The researchers used a wind tunnel to see how the feather-and-rubber band design worked under turbulent conditions. “Most aerospace engineers would say this is not going to work well, but it turned out to be incredibly robust,” Lentink says.

They also pinpointed something interesting about how the feathers work together that helps most birds fly in turbulent conditions. At certain moments during flight, such as when a bird is extending its wings, tiny hooks on the feathers lock together like Velcro.

“These tiny, microscopic micro-structures that are between feathers lock them together as soon as they separate too far apart, and a gap is about to form. And it’s really spectacular,” Lentink adds. “It requires an enormous force to separate them.”
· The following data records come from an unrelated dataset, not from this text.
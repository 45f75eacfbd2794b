use crate::error::{Result, SearchError};
use crate::tokenizer::{is_valid_text, split_into_words};
use std::collections::BTreeSet;

/// A parsed query: words that add relevance and words that veto a document.
/// Stop words never appear in either set and the two sets are disjoint.
#[derive(Debug, Default, Clone, PartialEq, Eq)]
pub struct Query {
    pub plus_words: BTreeSet<String>,
    pub minus_words: BTreeSet<String>,
}

#[derive(Debug)]
struct QueryWord<'a> {
    data: &'a str,
    is_minus: bool,
}

fn parse_query_word(word: &str) -> Result<QueryWord<'_>> {
    match word.strip_prefix('-') {
        None => Ok(QueryWord { data: word, is_minus: false }),
        Some("") => Err(SearchError::invalid("no word after '-'")),
        Some(rest) if rest.starts_with('-') => {
            Err(SearchError::invalid(format!("'--' is not a valid minus word: {word}")))
        }
        Some(rest) => Ok(QueryWord { data: rest, is_minus: true }),
    }
}

impl Query {
    /// Parse raw query text, dropping stop words. Fails on control characters, a bare
    /// `-`, or a word starting with `--`.
    pub fn parse(text: &str, stop_words: &BTreeSet<String>) -> Result<Self> {
        if !is_valid_text(text) {
            return Err(SearchError::invalid("query contains control characters"));
        }
        let mut query = Query::default();
        for word in split_into_words(text) {
            let qw = parse_query_word(word)?;
            if stop_words.contains(qw.data) {
                continue;
            }
            if qw.is_minus {
                query.minus_words.insert(qw.data.to_string());
            } else {
                query.plus_words.insert(qw.data.to_string());
            }
        }
        let minus = &query.minus_words;
        query.plus_words.retain(|w| !minus.contains(w));
        Ok(query)
    }
}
These tiny hooks are so small that they’re hard to see even through a microscope. Then, when a bird tucks its wing back in, the feathers unlock automatically, like directional Velcro. Separating the locked feathers makes an audible sound for most birds. The team published this finding in a separate paper in the journal Science.

It’s worth noting that the PigeonBot doesn’t incorporate something you might associate with birds’ wings – flapping. The designers were focused on incorporating the more subtle wrist-and-finger motions of the wings, so the bot appears to be gliding through the air while it’s in flight.

I guess Dune‘s ornithopters might not be so fanciful after all, and we might see a better human-power ornithopter, too.


  1. Bruce says:

    When I read Dune. I noticed Herbert never said the thopters didn’t rotate their wings as well as flap them. Helicopter ornithopters make more sense than just reprising Langley.

  2. Kirk says:

    Herbert wasn’t an aerodynamic engineer. I imagine he just wanted an exotic-sounding “thing” to throw in there, so that it sounded different. I remember reading that “thopter” thing, and going “WTF? How would that even work…?”.

    Thing to remember here is that what works in organic living context does not always do so well when it comes time to fabricate the damn thing in inert man-made materials. Witness the joys and humiliations of the poor bastards trying to replicate the hydrodynamics of whale and dolphin skin/blubber in covering our subs. The anechoic tiles we have to resort to are insanely expensive, prone to falling off, and mostly nowhere near as good as what whales and dolphins grow naturally for moving through the water. Same-same with the special suits for competitive swimmers–Those are crazy expensive and a massive pain in the ass to maintain.

    Until we’re bio-engineering giant birds, the most you’re going to do is emulate basic principles. I can only imagine what a huge pain in the ass it would be to have to maintain a set of artificial wing feathers for some ungodly mechanical bird, no matter how effective it might be in some applications.

  3. Alistair says:

    Ah, well, in defence of Herbert, the universe of Dune has arbitrarily advanced technology in many aspects; just no computers. Their bio-gene-tech, in particular, seems to be very advanced.